EXERCISE =>
Sort through the listing below and keep each line with the word "Serialize". Copy those.

(Beginning of INPUT)

use chrono::{DateTime, Duration, Utc};
use serde::{Deserialize, Serialize};

pub const DEFAULT_DAILY_LIMIT: u32 = 2;
pub const DEFAULT_MONTHLY_LIMIT: u32 = 5;

fn daily_window() -> Duration {
    Duration::hours(24)
}

fn monthly_window() -> Duration {
    Duration::days(30)
}

#[derive(Debug, Clone, Copy, PartialEq, Eq, Hash, Serialize, Deserialize)]
#[serde(rename_all = "lowercase")]
pub enum LimitType {
    Daily,
    Monthly,
}

impl LimitType {
    pub fn as_str(&self) -> &'static str {
        match self {
            LimitType::Daily => "daily",
            LimitType::Monthly => "monthly",
        }
    }
}

/// Result of a quota check. `None` remaining counts mean unbounded.
#[derive(Debug, Clone, PartialEq, Eq, Serialize)]
#[serde(rename_all = "camelCase")]
pub struct LimitCheck {
    pub allowed: bool,
    pub limit_type: Option<LimitType>,
    pub remaining_daily: Option<u32>,
    pub remaining_monthly: Option<u32>,
}

impl LimitCheck {
    pub fn unlimited() -> Self {
        Self {
            allowed: true,
            limit_type: None,
            remaining_daily: None,
            remaining_monthly: None,
        }
    }

    pub fn denied(limit_type: LimitType, remaining_daily: u32, remaining_monthly: u32) -> Self {
        Self {
            allowed: false,
            limit_type: Some(limit_type),
            remaining_daily: Some(remaining_daily),
            remaining_monthly: Some(remaining_monthly),
        }
    }

    /// Unknown users fail closed.
    pub fn unknown_user() -> Self {
        Self::denied(LimitType::Daily, 0, 0)
    }
}

/// Per-user counters as persisted alongside the user record.
#[derive(Debug, Clone, PartialEq, Eq)]
pub struct Usage {
    pub unlimited: bool,
    pub daily_count: u32,
    pub monthly_count: u32,
    pub last_daily_reset: DateTime<Utc>,
    pub last_monthly_reset: DateTime<Utc>,
}

impl Usage {
    pub fn fresh(now: DateTime<Utc>) -> Self {
        Self {
            unlimited: false,
            daily_count: 0,
            monthly_count: 0,
            last_daily_reset: now,
            last_monthly_reset: now,
        }
    }
}

#[derive(Debug, Clone, Copy, PartialEq, Eq)]
pub struct QuotaPolicy {
    pub daily_limit: u32,
    pub monthly_limit: u32,
}

impl Default for QuotaPolicy {
    fn default() -> Self {
        Self {
            daily_limit: DEFAULT_DAILY_LIMIT,
            monthly_limit: DEFAULT_MONTHLY_LIMIT,
        }
    }
}

impl QuotaPolicy {
    pub fn new(daily_limit: u32, monthly_limit: u32) -> Self {
        Self { daily_limit, monthly_limit }
    }

    /// Zero any counter whose window has elapsed. Returns true if `usage` changed.
    pub fn roll_windows(&self, usage: &mut Usage, now: DateTime<Utc>) -> bool {
        let mut changed = false;

        if now - usage.last_daily_reset >= daily_window() {
            usage.daily_count = 0;
            usage.last_daily_reset = now;
            changed = true;
        }

        if now - usage.last_monthly_reset >= monthly_window() {
            usage.monthly_count = 0;
            usage.last_monthly_reset = now;
            changed = true;
        }

        changed
    }

    /// Roll expired windows, then compare counters against the caps.
    /// Unlimited users bypass the window logic and leave `usage` untouched.
    pub fn evaluate(&self, usage: &mut Usage, now: DateTime<Utc>) -> LimitCheck {
        if usage.unlimited {
            return LimitCheck::unlimited();
        }

        self.roll_windows(usage, now);

        let remaining_daily = self.daily_limit.saturating_sub(usage.daily_count);
        let remaining_monthly = self.monthly_limit.saturating_sub(usage.monthly_count);

        if usage.daily_count >= self.daily_limit {
            return LimitCheck::denied(LimitType::Daily, 0, remaining_monthly);
        }

        if usage.monthly_count >= self.monthly_limit {
            return LimitCheck::denied(LimitType::Monthly, remaining_daily, 0);
        }

        LimitCheck {
            allowed: true,
            limit_type: None,
            remaining_daily: Some(remaining_daily),
            remaining_monthly: Some(remaining_monthly),
        }
    }

    pub fn consume(usage: &mut Usage) {
        usage.daily_count = usage.daily_count.saturating_add(1);
        usage.monthly_count = usage.monthly_count.saturating_add(1);
    }

    pub fn denial_message(&self, limit_type: LimitType) -> String {
        match limit_type {
            LimitType::Daily => format!(
                "You've reached your daily limit of {} decisions. Try again tomorrow or upgrade to Pro for unlimited access.",
                self.daily_limit
            ),
            LimitType::Monthly => format!(
                "You've reached your monthly limit of {} decisions. Upgrade to Pro for unlimited access.",
                self.monthly_limit
            ),
        }
    }
}

#[cfg(test)]
mod tests {
    use super::*;

    fn usage(daily: u32, monthly: u32, daily_age: Duration, monthly_age: Duration) -> (Usage, DateTime<Utc>) {
        let now = Utc::now();
        let usage = Usage {
            unlimited: false,
            daily_count: daily,
            monthly_count: monthly,
            last_daily_reset: now - daily_age,
            last_monthly_reset: now - monthly_age,
        };
        (usage, now)
    }

    #[test]
    fn test_allows_under_limits() {
        let policy = QuotaPolicy::default();
        let (mut u, now) = usage(1, 3, Duration::hours(1), Duration::days(2));

        let check = policy.evaluate(&mut u, now);
        assert!(check.allowed);
        assert_eq!(check.limit_type, None);
        assert_eq!(check.remaining_daily, Some(1));
        assert_eq!(check.remaining_monthly, Some(2));
    }

    #[test]
    fn test_daily_cap_checked_before_monthly() {
        let policy = QuotaPolicy::default();
        let (mut u, now) = usage(2, 5, Duration::hours(1), Duration::days(1));

        let check = policy.evaluate(&mut u, now);
        assert!(!check.allowed);
        assert_eq!(check.limit_type, Some(LimitType::Daily));
        assert_eq!(check.remaining_daily, Some(0));
        assert_eq!(check.remaining_monthly, Some(0));
    }

    #[test]
    fn test_monthly_cap() {
        let policy = QuotaPolicy::default();
        let (mut u, now) = usage(0, 5, Duration::hours(30), Duration::days(10));

        let check = policy.evaluate(&mut u, now);
        assert!(!check.allowed);
        assert_eq!(check.limit_type, Some(LimitType::Monthly));
        assert_eq!(check.remaining_daily, Some(2));
    }

    #[test]
    fn test_daily_window_resets_after_24_hours() {
        let policy = QuotaPolicy::default();
        let (mut u, now) = usage(7, 1, Duration::hours(24), Duration::days(1));

        let check = policy.evaluate(&mut u, now);
        assert!(check.allowed);
        assert_eq!(u.daily_count, 0);
        assert_eq!(u.last_daily_reset, now);
        assert_eq!(u.monthly_count, 1);
    }

    #[test]
    fn test_window_not_reset_just_before_boundary() {
        let policy = QuotaPolicy::default();
        let (mut u, now) = usage(2, 2, Duration::hours(24) - Duration::seconds(1), Duration::days(1));

        assert!(!policy.roll_windows(&mut u, now));
        assert!(!policy.evaluate(&mut u, now).allowed);
    }

    #[test]
    fn test_monthly_window_resets_after_30_days() {
        let policy = QuotaPolicy::default();
        let (mut u, now) = usage(0, 5, Duration::days(31), Duration::days(30));

        let check = policy.evaluate(&mut u, now);
        assert!(check.allowed);
        assert_eq!(u.monthly_count, 0);
        assert_eq!(check.remaining_monthly, Some(5));
    }

    #[test]
    fn test_unlimited_bypasses_windows() {
        let policy = QuotaPolicy::default();
        let (mut u, now) = usage(50, 500, Duration::days(90), Duration::days(90));
        u.unlimited = true;
        let before = u.clone();

        let check = policy.evaluate(&mut u, now);
        assert_eq!(check, LimitCheck::unlimited());
        assert_eq!(u, before);
    }

    #[test]
    fn test_consume_then_deny() {
        let policy = QuotaPolicy::new(2, 10);
        let now = Utc::now();
        let mut u = Usage::fresh(now);

        for _ in 0..2 {
            assert!(policy.evaluate(&mut u, now).allowed);
            QuotaPolicy::consume(&mut u);
        }

        let check = policy.evaluate(&mut u, now);
        assert!(!check.allowed);
        assert_eq!(check.limit_type, Some(LimitType::Daily));
    }

    #[test]
    fn test_denial_messages_name_the_limit() {
        let policy = QuotaPolicy::new(3, 12);
        assert!(policy.denial_message(LimitType::Daily).contains("daily limit of 3"));
        assert!(policy.denial_message(LimitType::Monthly).contains("monthly limit of 12"));
    }
}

(End of INPUT)

WRITTEN RESPONSE =>
use serde::{Deserialize, Serialize};
#[derive(Debug, Clone, Copy, PartialEq, Eq, Hash, Serialize, Deserialize)]
#[derive(Debug, Clone, PartialEq, Eq, Serialize)]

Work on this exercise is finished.